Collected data
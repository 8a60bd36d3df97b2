use crate::attrs::{ButtonAttrs, ChoiceOption, ImageAttrs, MenuItem, SocialLink};
use crate::layout::{FlexLayout, GridTemplate, Layout, Spacing};
use crate::{ElementId, ElementKind};
use serde::{Deserialize, Serialize};

/// Attribute keys an [`crate::ElementPatch`] may touch.
pub const ATTRIBUTE_KEYS: &[&str] = &[
    "label",
    "name",
    "placeholder",
    "required",
    "content",
    "children",
    "width",
    "margin",
    "padding",
    "gap",
    "flex",
    "grid",
    "options",
    "button",
    "image",
    "menuItems",
    "socialLinks",
    "maxRating",
    "columnCount",
    "rowCount",
    "columnBackgrounds",
    "rowBackgrounds",
];

/// Keys fixed for an element's lifetime.
pub const IMMUTABLE_KEYS: &[&str] = &["id", "type"];

/// A node of the form/page tree.
///
/// Elements own their children directly, so a tree serializes to nested
/// JSON as-is. Only container kinds may hold children; see
/// [`Element::drop_invalid_children`].
#[derive(Clone, Debug, PartialEq, Eq, Serialize, Deserialize)]
#[serde(rename_all = "camelCase")]
pub struct Element {
    pub id: ElementId,
    #[serde(rename = "type")]
    pub kind: ElementKind,

    #[serde(default, skip_serializing_if = "Option::is_none")]
    pub label: Option<String>,
    /// Data key the element's value is submitted under.
    #[serde(default, skip_serializing_if = "Option::is_none")]
    pub name: Option<String>,
    #[serde(default, skip_serializing_if = "Option::is_none")]
    pub placeholder: Option<String>,
    #[serde(default, skip_serializing_if = "std::ops::Not::not")]
    pub required: bool,
    /// Display text for headings, paragraphs, rich text and buttons.
    #[serde(default, skip_serializing_if = "Option::is_none")]
    pub content: Option<String>,

    #[serde(default, skip_serializing_if = "Vec::is_empty")]
    pub children: Vec<Element>,

    #[serde(flatten)]
    pub layout: Layout,

    #[serde(default, skip_serializing_if = "Vec::is_empty")]
    pub options: Vec<ChoiceOption>,
    #[serde(default, skip_serializing_if = "Option::is_none")]
    pub button: Option<ButtonAttrs>,
    #[serde(default, skip_serializing_if = "Option::is_none")]
    pub image: Option<ImageAttrs>,
    #[serde(default, skip_serializing_if = "Vec::is_empty")]
    pub menu_items: Vec<MenuItem>,
    #[serde(default, skip_serializing_if = "Vec::is_empty")]
    pub social_links: Vec<SocialLink>,
    #[serde(default, skip_serializing_if = "Option::is_none")]
    pub max_rating: Option<u8>,
    #[serde(default, skip_serializing_if = "Option::is_none")]
    pub column_count: Option<u8>,
    #[serde(default, skip_serializing_if = "Option::is_none")]
    pub row_count: Option<u8>,
    /// Sparse, indexed by column position.
    #[serde(default, skip_serializing_if = "Vec::is_empty")]
    pub column_backgrounds: Vec<Option<String>>,
    /// Sparse, indexed by row position.
    #[serde(default, skip_serializing_if = "Vec::is_empty")]
    pub row_backgrounds: Vec<Option<String>>,
}

/// Generated data key for a fresh input element, e.g. `email_1a2b3c4d`.
pub fn default_name(kind: ElementKind, id: ElementId) -> String {
    format!("{}_{}", kind.as_ref().replace('-', "_"), id.short())
}

impl Element {
    /// An element with no attributes set beyond its id and kind.
    pub fn bare(kind: ElementKind) -> Self {
        Self {
            id: ElementId::new(),
            kind,
            label: None,
            name: None,
            placeholder: None,
            required: false,
            content: None,
            children: Vec::new(),
            layout: Layout::default(),
            options: Vec::new(),
            button: None,
            image: None,
            menu_items: Vec::new(),
            social_links: Vec::new(),
            max_rating: None,
            column_count: None,
            row_count: None,
            column_backgrounds: Vec::new(),
            row_backgrounds: Vec::new(),
        }
    }

    /// A fresh element carrying the defaults for its kind.
    pub fn new(kind: ElementKind) -> Self {
        let mut element = Self::bare(kind);

        if kind.is_input() {
            element.name = Some(default_name(kind, element.id));
            if kind != ElementKind::Hidden {
                element.label = Some(kind.display_name().to_string());
            }
        }

        match kind {
            ElementKind::Text | ElementKind::Email | ElementKind::Number | ElementKind::Phone => {
                element.placeholder = Some(format!("Enter {}", kind.display_name().to_lowercase()));
            }
            ElementKind::Textarea => {
                element.placeholder = Some("Enter text".to_string());
            }
            ElementKind::Select | ElementKind::Radio => {
                element.options = vec![
                    ChoiceOption::new("Option 1", "option_1"),
                    ChoiceOption::new("Option 2", "option_2"),
                ];
            }
            ElementKind::Rating => {
                element.max_rating = Some(5);
            }
            ElementKind::Heading => {
                element.content = Some("Heading".to_string());
            }
            ElementKind::Paragraph => {
                element.content = Some("Paragraph text".to_string());
            }
            ElementKind::RichText => {
                element.content = Some("Rich text".to_string());
            }
            ElementKind::Button => {
                element.content = Some("Button".to_string());
                element.button = Some(ButtonAttrs::default());
            }
            ElementKind::Image => {
                element.image = Some(ImageAttrs {
                    src: "https://placehold.co/600x400".to_string(),
                    alt: "Image".to_string(),
                    width: None,
                    height: None,
                });
            }
            ElementKind::Social => {
                element.social_links = vec![
                    SocialLink {
                        platform: "facebook".to_string(),
                        url: "#".to_string(),
                    },
                    SocialLink {
                        platform: "twitter".to_string(),
                        url: "#".to_string(),
                    },
                ];
            }
            ElementKind::Container => {
                element.layout.padding = Spacing::all(16);
            }
            ElementKind::Columns => {
                element.column_count = Some(2);
                element.layout.flex = Some(FlexLayout::row());
                element.layout.gap = Some(16);
            }
            ElementKind::Rows => {
                element.row_count = Some(2);
                element.layout.flex = Some(FlexLayout::column());
                element.layout.gap = Some(16);
            }
            ElementKind::Grid => {
                element.layout.grid = Some(GridTemplate::default());
                element.layout.gap = Some(16);
            }
            ElementKind::Menu => {
                element.menu_items = vec![
                    MenuItem {
                        label: "Home".to_string(),
                        href: "/".to_string(),
                    },
                    MenuItem {
                        label: "About".to_string(),
                        href: "/about".to_string(),
                    },
                ];
                element.layout.flex = Some(FlexLayout::row());
            }
            _ => {}
        }

        element
    }

    pub fn with_id(mut self, id: ElementId) -> Self {
        self.id = id;
        self
    }

    pub fn with_label(mut self, label: impl Into<String>) -> Self {
        self.label = Some(label.into());
        self
    }

    pub fn with_name(mut self, name: impl Into<String>) -> Self {
        self.name = Some(name.into());
        self
    }

    pub fn with_required(mut self, required: bool) -> Self {
        self.required = required;
        self
    }

    pub fn with_content(mut self, content: impl Into<String>) -> Self {
        self.content = Some(content.into());
        self
    }

    pub fn with_width(mut self, columns: u8) -> Self {
        self.layout.width = Some(columns);
        self
    }

    pub fn with_children(mut self, children: Vec<Element>) -> Self {
        self.children = children;
        self
    }

    pub fn is_container(&self) -> bool {
        self.kind.is_container()
    }

    /// Number of cells a columns/rows/grid container lays out.
    pub fn cell_count(&self) -> usize {
        match self.kind {
            ElementKind::Columns => self.column_count.unwrap_or(2) as usize,
            ElementKind::Rows => self.row_count.unwrap_or(2) as usize,
            ElementKind::Grid => self.layout.grid.unwrap_or_default().cell_count(),
            _ => 0,
        }
    }

    /// Find an element in this subtree (including self) by depth-first search.
    pub fn find(&self, id: ElementId) -> Option<&Element> {
        if self.id == id {
            return Some(self);
        }
        self.children.iter().find_map(|child| child.find(id))
    }

    /// Ids of this element and every descendant, in pre-order.
    pub fn subtree_ids(&self) -> Vec<ElementId> {
        let mut ids = Vec::new();
        self.collect_ids(&mut ids);
        ids
    }

    fn collect_ids(&self, ids: &mut Vec<ElementId>) {
        ids.push(self.id);
        for child in &self.children {
            child.collect_ids(ids);
        }
    }

    /// Number of elements in this subtree, including self.
    pub fn subtree_len(&self) -> usize {
        1 + self.children.iter().map(Element::subtree_len).sum::<usize>()
    }

    /// Deep clone of this subtree with a fresh id on every element.
    pub fn clone_with_fresh_ids(&self) -> Element {
        let mut clone = self.clone();
        clone.refresh_ids();
        clone
    }

    fn refresh_ids(&mut self) {
        self.id = ElementId::new();
        for child in &mut self.children {
            child.refresh_ids();
        }
    }

    /// Remove children from every non-container element in this subtree.
    ///
    /// Returns the ids of the elements whose children were dropped.
    pub fn drop_invalid_children(&mut self) -> Vec<ElementId> {
        let mut dropped = Vec::new();
        self.drop_invalid_children_into(&mut dropped);
        dropped
    }

    fn drop_invalid_children_into(&mut self, dropped: &mut Vec<ElementId>) {
        if !self.kind.is_container() && !self.children.is_empty() {
            self.children.clear();
            dropped.push(self.id);
            return;
        }
        for child in &mut self.children {
            child.drop_invalid_children_into(dropped);
        }
    }
}
//! Document-wide settings.

use serde::{Deserialize, Serialize};

/// Whether the document is a data-collecting form or a static page.
#[derive(Clone, Copy, Debug, Default, PartialEq, Eq, Serialize, Deserialize)]
#[serde(rename_all = "snake_case")]
pub enum ProjectKind {
    #[default]
    Form,
    Page,
}

/// Configuration applying to the whole tree rather than any single element.
#[derive(Clone, Debug, PartialEq, Eq, Serialize, Deserialize)]
#[serde(default, rename_all = "camelCase")]
pub struct Settings {
    pub title: String,
    pub submit_text: String,
    pub primary_color: String,
    pub project_kind: ProjectKind,
    /// Side effects triggered on submit, in declaration order.
    #[serde(skip_serializing_if = "Vec::is_empty")]
    pub actions: Vec<SubmissionAction>,
}

impl Default for Settings {
    fn default() -> Self {
        Self {
            title: "Untitled form".to_string(),
            submit_text: "Submit".to_string(),
            primary_color: "#3b82f6".to_string(),
            project_kind: ProjectKind::Form,
            actions: Vec::new(),
        }
    }
}

impl Settings {
    pub fn is_form(&self) -> bool {
        self.project_kind == ProjectKind::Form
    }

    /// Enabled actions in declaration order.
    pub fn enabled_actions(&self) -> impl Iterator<Item = &SubmissionAction> {
        self.actions.iter().filter(|a| a.enabled)
    }
}

/// A declared side effect of submitting the form.
#[derive(Clone, Debug, PartialEq, Eq, Serialize, Deserialize)]
pub struct SubmissionAction {
    #[serde(default = "default_enabled")]
    pub enabled: bool,
    #[serde(flatten)]
    pub kind: ActionKind,
}

fn default_enabled() -> bool {
    true
}

impl SubmissionAction {
    pub fn webhook(url: impl Into<String>) -> Self {
        Self {
            enabled: true,
            kind: ActionKind::Webhook { url: url.into() },
        }
    }

    pub fn redirect(url: impl Into<String>) -> Self {
        Self {
            enabled: true,
            kind: ActionKind::Redirect { url: url.into() },
        }
    }

    pub fn message(text: impl Into<String>) -> Self {
        Self {
            enabled: true,
            kind: ActionKind::Message { text: text.into() },
        }
    }

    pub fn disabled(mut self) -> Self {
        self.enabled = false;
        self
    }
}

/// What a submission action does.
#[derive(Clone, Debug, PartialEq, Eq, Serialize, Deserialize)]
#[serde(tag = "type", rename_all = "snake_case")]
pub enum ActionKind {
    /// POST the submitted values as JSON.
    Webhook { url: String },
    /// Navigate away; later actions are not run.
    Redirect { url: String },
    /// Show an inline message.
    Message { text: String },
}

#[cfg(test)]
mod tests {
    use super::*;
    use serde_json::json;

    #[test]
    fn actions_serialize_flat_with_type_tag() {
        let action = SubmissionAction::webhook("https://example.com/hook");
        assert_eq!(
            serde_json::to_value(&action).unwrap(),
            json!({ "enabled": true, "type": "webhook", "url": "https://example.com/hook" })
        );
    }

    #[test]
    fn enabled_defaults_to_true() {
        let action: SubmissionAction =
            serde_json::from_value(json!({ "type": "message", "text": "Thanks!" })).unwrap();
        assert_eq!(action, SubmissionAction::message("Thanks!"));
    }

    #[test]
    fn enabled_actions_skip_disabled() {
        let settings = Settings {
            actions: vec![
                SubmissionAction::webhook("a").disabled(),
                SubmissionAction::message("b"),
            ],
            ..Default::default()
        };
        let enabled: Vec<_> = settings.enabled_actions().collect();
        assert_eq!(enabled, vec![&SubmissionAction::message("b")]);
    }

    #[test]
    fn settings_roundtrip() {
        let settings = Settings {
            title: "Contact".into(),
            project_kind: ProjectKind::Page,
            actions: vec![SubmissionAction::redirect("/thanks")],
            ..Default::default()
        };
        let json = serde_json::to_string(&settings).unwrap();
        assert_eq!(serde_json::from_str::<Settings>(&json).unwrap(), settings);
    }

    #[test]
    fn missing_fields_take_defaults() {
        let settings: Settings = serde_json::from_value(json!({ "title": "Feedback" })).unwrap();
        assert_eq!(settings.title, "Feedback");
        assert_eq!(settings.submit_text, "Submit");
        assert!(settings.is_form());
    }
}
//! The projection from element tree to render tree.
//!
//! Every output (canvas, live form, static export) calls [`project`] with
//! its own [`Capabilities`]; none of them walk the element tree directly.

use crate::node::{Chrome, Content, FieldBinding, InputType, RenderNode, RenderTree, SubmitButton};
use crate::style::element_style;
use element::{attrs::backgrounds_for, default_name, Element, ElementId, ElementKind, Settings};
use serde::{Deserialize, Serialize};
use store::{ElementTree, Store};

/// What the consumer of a projection can do.
#[derive(Clone, Copy, Debug, Default, PartialEq, Eq, Serialize, Deserialize)]
#[serde(rename_all = "camelCase")]
pub struct Capabilities {
    /// Editable canvas: nodes carry selection chrome and drop zones.
    pub interactive: bool,
    /// Inputs bind to submitted data and a submit button closes the tree.
    pub form_project: bool,
}

impl Capabilities {
    /// The editing canvas.
    pub fn canvas() -> Self {
        Self {
            interactive: true,
            form_project: false,
        }
    }

    /// A live, submittable rendering of the document.
    pub fn live(settings: &Settings) -> Self {
        Self {
            interactive: false,
            form_project: settings.is_form(),
        }
    }

    /// Static output with no behaviour attached.
    pub fn static_export() -> Self {
        Self::default()
    }
}

/// Project `tree` into a render tree.
pub fn project(tree: &ElementTree, settings: &Settings, capabilities: Capabilities) -> RenderTree {
    project_with_selection(tree, settings, None, capabilities)
}

/// Project a store's document, marking its current selection.
pub fn project_store(store: &Store, capabilities: Capabilities) -> RenderTree {
    project_with_selection(store.tree(), store.settings(), store.selection(), capabilities)
}

fn project_with_selection(
    tree: &ElementTree,
    settings: &Settings,
    selection: Option<ElementId>,
    capabilities: Capabilities,
) -> RenderTree {
    let projector = Projector {
        selection,
        capabilities,
    };
    let nodes = tree
        .roots()
        .iter()
        .map(|element| projector.node(element, 0))
        .collect();
    let submit = capabilities.form_project.then(|| SubmitButton {
        text: settings.submit_text.clone(),
        background: settings.primary_color.clone(),
    });

    RenderTree {
        title: settings.title.clone(),
        nodes,
        submit,
    }
}

struct Projector {
    selection: Option<ElementId>,
    capabilities: Capabilities,
}

impl Projector {
    fn node(&self, element: &Element, depth: usize) -> RenderNode {
        let mut style = element_style(element);
        if element.kind == ElementKind::Hidden && !self.capabilities.interactive {
            style.push("display", "none");
        }

        let field = if self.capabilities.form_project {
            InputType::for_kind(element.kind).map(|input| FieldBinding {
                id: element.id,
                name: element
                    .name
                    .clone()
                    .unwrap_or_else(|| default_name(element.kind, element.id)),
                required: element.required,
                input,
                label: element.label.clone(),
            })
        } else {
            None
        };

        let chrome = self.capabilities.interactive.then(|| {
            let selected = self.selection == Some(element.id);
            Chrome {
                selected,
                toolbar: selected,
                resize_handles: selected && element.kind != ElementKind::Hidden,
                drop_zone: element.is_container(),
            }
        });

        RenderNode {
            id: element.id,
            kind: element.kind,
            nested: depth > 0,
            depth,
            width_percent: element.layout.width_percent(),
            style,
            content: self.content(element),
            field,
            chrome,
            children: element
                .children
                .iter()
                .map(|child| self.node(child, depth + 1))
                .collect(),
        }
    }

    fn content(&self, element: &Element) -> Content {
        if element.kind.is_input() {
            return Content::Field {
                label: element.label.clone(),
                placeholder: element.placeholder.clone(),
                options: element.options.clone(),
                max_rating: element.max_rating,
                disabled: self.capabilities.interactive || !self.capabilities.form_project,
            };
        }

        let text = || element.content.clone().unwrap_or_default();
        match element.kind {
            ElementKind::Heading | ElementKind::Paragraph | ElementKind::RichText => {
                Content::Text { text: text() }
            }
            ElementKind::Button => {
                let button = element.button.clone().unwrap_or_default();
                Content::Button {
                    text: text(),
                    variant: button.variant,
                    href: button.href,
                    new_tab: button.new_tab,
                }
            }
            ElementKind::Image => {
                let image = element.image.clone().unwrap_or_default();
                Content::Image {
                    src: image.src,
                    alt: image.alt,
                    width: image.width,
                    height: image.height,
                }
            }
            ElementKind::Divider => Content::Divider,
            ElementKind::Social => Content::Social {
                links: element.social_links.clone(),
            },
            ElementKind::Menu => Content::Menu {
                items: element.menu_items.clone(),
            },
            ElementKind::Columns => Content::Cells {
                backgrounds: backgrounds_for(&element.column_backgrounds, element.cell_count()),
            },
            ElementKind::Rows => Content::Cells {
                backgrounds: backgrounds_for(&element.row_backgrounds, element.cell_count()),
            },
            ElementKind::Grid => Content::Cells {
                backgrounds: backgrounds_for(&element.column_backgrounds, element.cell_count()),
            },
            _ => Content::Container,
        }
    }
}

#[cfg(test)]
mod tests {
    use super::*;
    use element::ElementPatch;
    use serde_json::json;

    fn form() -> (Store, ElementId, ElementId, ElementId) {
        let mut store = Store::new();
        let columns = store.add(ElementKind::Columns, None).created_id().unwrap();
        let name = store.add(ElementKind::Text, Some(columns)).created_id().unwrap();
        let heading = store.add(ElementKind::Heading, None).created_id().unwrap();
        store.update(
            name,
            &ElementPatch::new()
                .set("name", "full_name")
                .set("required", true)
                .set("width", 6),
        );
        (store, columns, name, heading)
    }

    #[test]
    fn live_form_binds_inputs_and_adds_submit() {
        let (store, columns, name, _) = form();
        let render = project(store.tree(), store.settings(), Capabilities::live(store.settings()));

        let fields: Vec<_> = render.fields().collect();
        assert_eq!(fields.len(), 1);
        assert_eq!(fields[0].id, name);
        assert_eq!(fields[0].name, "full_name");
        assert!(fields[0].required);
        assert_eq!(fields[0].input, InputType::Text);

        let submit = render.submit.as_ref().unwrap();
        assert_eq!(submit.text, "Submit");
        assert_eq!(submit.background, "#3b82f6");

        let node = render.find(name).unwrap();
        assert!(node.nested);
        assert_eq!(node.depth, 1);
        assert_eq!(node.width_percent, 50.0);
        assert!(node.chrome.is_none());
        assert!(matches!(node.content, Content::Field { disabled: false, .. }));
        assert!(!render.find(columns).unwrap().nested);
    }

    #[test]
    fn canvas_marks_selection() {
        let (mut store, columns, name, heading) = form();
        store.select(Some(name));
        let render = project_store(&store, Capabilities::canvas());

        let chrome = render.find(name).unwrap().chrome.unwrap();
        assert!(chrome.selected && chrome.toolbar && chrome.resize_handles);
        assert!(!render.find(heading).unwrap().chrome.unwrap().selected);
        assert!(render.find(columns).unwrap().chrome.unwrap().drop_zone);
        assert!(render.submit.is_none());
        assert_eq!(render.fields().count(), 0);
        assert!(render.outline().contains(&format!("* text {}", name)));
    }

    #[test]
    fn page_projects_have_no_submit() {
        let (mut store, ..) = form();
        let serde_json::Value::Object(patch) = json!({ "projectKind": "page" }) else {
            unreachable!()
        };
        store.update_settings(&patch);
        let render = project_store(&store, Capabilities::live(store.settings()));
        assert!(render.submit.is_none());
        assert_eq!(render.fields().count(), 0);
    }

    #[test]
    fn cell_backgrounds_are_padded() {
        let mut store = Store::new();
        let columns = store.add(ElementKind::Columns, None).created_id().unwrap();
        store.update(
            columns,
            &ElementPatch::new()
                .set("columnCount", 3)
                .set("columnBackgrounds", json!([null, "#eee"])),
        );
        let render = project(store.tree(), store.settings(), Capabilities::static_export());
        assert_eq!(
            render.find(columns).unwrap().content,
            Content::Cells {
                backgrounds: vec![None, Some("#eee".to_string()), None]
            }
        );
    }

    #[test]
    fn hidden_fields_are_hidden_outside_the_canvas() {
        let mut store = Store::new();
        let hidden = store.add(ElementKind::Hidden, None).created_id().unwrap();

        let live = project_store(&store, Capabilities::live(store.settings()));
        assert_eq!(live.find(hidden).unwrap().style.get("display"), Some("none"));
        assert_eq!(live.fields().next().unwrap().input, InputType::Hidden);

        let canvas = project_store(&store, Capabilities::canvas());
        assert_eq!(canvas.find(hidden).unwrap().style.get("display"), None);
    }

    #[test]
    fn serializes_camel_case() {
        let (store, ..) = form();
        let render = project_store(&store, Capabilities::live(store.settings()));
        let json = serde_json::to_value(&render).unwrap();
        assert_eq!(json["nodes"][0]["widthPercent"], 100.0);
        assert_eq!(json["nodes"][0]["content"]["type"], "cells");
        assert_eq!(json["submit"]["text"], "Submit");
    }
}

> Assignment: Restate the data word for word. Begin at its first line, end at the line that contains "is submitted under.", and include both.

> Task result:
repository 8a60bd36d3df97b2
use crate::attrs::{ButtonAttrs, ChoiceOption, ImageAttrs, MenuItem, SocialLink};
use crate::layout::{FlexLayout, GridTemplate, Layout, Spacing};
use crate::{ElementId, ElementKind};
use serde::{Deserialize, Serialize};

/// Attribute keys an [`crate::ElementPatch`] may touch.
pub const ATTRIBUTE_KEYS: &[&str] = &[
    "label",
    "name",
    "placeholder",
    "required",
    "content",
    "children",
    "width",
    "margin",
    "padding",
    "gap",
    "flex",
    "grid",
    "options",
    "button",
    "image",
    "menuItems",
    "socialLinks",
    "maxRating",
    "columnCount",
    "rowCount",
    "columnBackgrounds",
    "rowBackgrounds",
];

/// Keys fixed for an element's lifetime.
pub const IMMUTABLE_KEYS: &[&str] = &["id", "type"];

/// A node of the form/page tree.
///
/// Elements own their children directly, so a tree serializes to nested
/// JSON as-is. Only container kinds may hold children; see
/// [`Element::drop_invalid_children`].
#[derive(Clone, Debug, PartialEq, Eq, Serialize, Deserialize)]
#[serde(rename_all = "camelCase")]
pub struct Element {
    pub id: ElementId,
    #[serde(rename = "type")]
    pub kind: ElementKind,

    #[serde(default, skip_serializing_if = "Option::is_none")]
    pub label: Option<String>,
    /// Data key the element's value is submitted under.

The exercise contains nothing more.